┏━━

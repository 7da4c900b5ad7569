//! Last-value-wins debouncing of rapidly changing input.
//!
//! The debouncer is a two-state machine:
//!
//! ```text
//!            push(v, now)                 poll(now >= deadline)
//!   Idle ─────────────────▶ Pending ─────────────────────────────▶ Idle (emit v)
//!                           │   ▲
//!                           └───┘ push(v', now): replace value, deadline = now + delay
//! ```
//!
//! Time is passed in rather than read from the clock, so the event loop decides
//! what "now" is and tests can drive it with a logical clock. The pending
//! deadline doubles as the cancellable timer handle: the event loop sleeps
//! until [`Debouncer::deadline`] and the sleep is simply re-armed whenever the
//! deadline moves.

use std::time::{Duration, Instant};

/// Current state of a [`Debouncer`].
#[derive(Debug, Clone, PartialEq, Eq)]
pub enum DebounceState<T> {
    Idle,
    Pending { value: T, deadline: Instant },
}

/// Delays a value until it has been stable for the full delay.
///
/// # Examples
///
/// ```
/// use spacex_explorer::app::Debouncer;
/// use std::time::{Duration, Instant};
///
/// let t0 = Instant::now();
/// let mut search = Debouncer::new(Duration::from_millis(300));
///
/// search.push("a", t0);
/// search.push("ab", t0 + Duration::from_millis(50));
///
/// assert_eq!(search.poll(t0 + Duration::from_millis(349)), None);
/// assert_eq!(search.poll(t0 + Duration::from_millis(350)), Some("ab"));
/// assert_eq!(search.poll(t0 + Duration::from_millis(900)), None);
/// ```
#[derive(Debug, Clone)]
pub struct Debouncer<T> {
    delay: Duration,
    state: DebounceState<T>,
}

impl<T> Debouncer<T> {
    /// Creates an idle debouncer.
    #[must_use]
    pub const fn new(delay: Duration) -> Self {
        Self {
            delay,
            state: DebounceState::Idle,
        }
    }

    /// Records a new input, superseding any pending one and restarting the delay.
    pub fn push(&mut self, value: T, now: Instant) {
        let deadline = now + self.delay;
        tracing::trace!(delay_ms = self.delay.as_millis(), "debounce timer restarted");
        self.state = DebounceState::Pending { value, deadline };
    }

    /// Emits the pending value once its deadline has passed.
    ///
    /// Returns `None` while idle or before the deadline.
    pub fn poll(&mut self, now: Instant) -> Option<T> {
        match &self.state {
            DebounceState::Pending { deadline, .. } if now >= *deadline => {
                match std::mem::replace(&mut self.state, DebounceState::Idle) {
                    DebounceState::Pending { value, .. } => Some(value),
                    DebounceState::Idle => None,
                }
            }
            _ => None,
        }
    }

    /// Drops any pending value without emitting it.
    pub fn cancel(&mut self) {
        if self.is_pending() {
            tracing::trace!("debounce timer cancelled");
        }
        self.state = DebounceState::Idle;
    }

    /// Deadline of the pending value, if any.
    #[must_use]
    pub const fn deadline(&self) -> Option<Instant> {
        match &self.state {
            DebounceState::Pending { deadline, .. } => Some(*deadline),
            DebounceState::Idle => None,
        }
    }

    /// Returns `true` while a value is waiting for its deadline.
    #[must_use]
    pub const fn is_pending(&self) -> bool {
        matches!(self.state, DebounceState::Pending { .. })
    }

    /// Configured delay.
    #[must_use]
    pub const fn delay(&self) -> Duration {
        self.delay
    }

    /// Current state.
    #[must_use]
    pub const fn state(&self) -> &DebounceState<T> {
        &self.state
    }
}

#[cfg(test)]
mod tests {
    use super::*;

    const DELAY: Duration = Duration::from_millis(300);

    fn ms(n: u64) -> Duration {
        Duration::from_millis(n)
    }

    #[test]
    fn only_the_settled_value_is_emitted() {
        let t0 = Instant::now();
        let mut debouncer = Debouncer::new(DELAY);
        let mut emitted = Vec::new();

        debouncer.push("a", t0);
        debouncer.push("ab", t0 + ms(50));

        // Walk a logical clock in 10ms steps well past the deadline.
        for step in 0..=100 {
            let now = t0 + ms(step * 10);
            if let Some(value) = debouncer.poll(now) {
                emitted.push((value, now - t0));
            }
        }

        assert_eq!(emitted, vec![("ab", ms(350))]);
    }

    #[test]
    fn each_push_restarts_the_delay() {
        let t0 = Instant::now();
        let mut debouncer = Debouncer::new(DELAY);

        debouncer.push(1, t0);
        assert_eq!(debouncer.deadline(), Some(t0 + DELAY));

        debouncer.push(2, t0 + ms(299));
        assert_eq!(debouncer.poll(t0 + ms(300)), None);
        assert_eq!(debouncer.deadline(), Some(t0 + ms(599)));
        assert_eq!(debouncer.poll(t0 + ms(599)), Some(2));
        assert!(!debouncer.is_pending());
    }

    #[test]
    fn cancel_suppresses_emission() {
        let t0 = Instant::now();
        let mut debouncer = Debouncer::new(DELAY);

        debouncer.push("pending", t0);
        debouncer.cancel();

        assert_eq!(debouncer.state(), &DebounceState::Idle);
        assert_eq!(debouncer.deadline(), None);
        assert_eq!(debouncer.poll(t0 + ms(1_000)), None);
    }

    #[test]
    fn idle_poll_is_a_no_op() {
        let mut debouncer: Debouncer<String> = Debouncer::new(DELAY);
        assert_eq!(debouncer.poll(Instant::now()), None);
        assert_eq!(debouncer.delay(), DELAY);
    }
}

┗━━

__Try it__
Each line from the one that contains "if let Some(value)" to the end of the data should be set down exactly, both ends included.

__Task response__
            if let Some(value) = debouncer.poll(now) {
                emitted.push((value, now - t0));
            }
        }

        assert_eq!(emitted, vec![("ab", ms(350))]);
    }

    #[test]
    fn each_push_restarts_the_delay() {
        let t0 = Instant::now();
        let mut debouncer = Debouncer::new(DELAY);

        debouncer.push(1, t0);
        assert_eq!(debouncer.deadline(), Some(t0 + DELAY));

        debouncer.push(2, t0 + ms(299));
        assert_eq!(debouncer.poll(t0 + ms(300)), None);
        assert_eq!(debouncer.deadline(), Some(t0 + ms(599)));
        assert_eq!(debouncer.poll(t0 + ms(599)), Some(2));
        assert!(!debouncer.is_pending());
    }

    #[test]
    fn cancel_suppresses_emission() {
        let t0 = Instant::now();
        let mut debouncer = Debouncer::new(DELAY);

        debouncer.push("pending", t0);
        debouncer.cancel();

        assert_eq!(debouncer.state(), &DebounceState::Idle);
        assert_eq!(debouncer.deadline(), None);
        assert_eq!(debouncer.poll(t0 + ms(1_000)), None);
    }

    #[test]
    fn idle_poll_is_a_no_op() {
        let mut debouncer: Debouncer<String> = Debouncer::new(DELAY);
        assert_eq!(debouncer.poll(Instant::now()), None);
        assert_eq!(debouncer.delay(), DELAY);
    }
}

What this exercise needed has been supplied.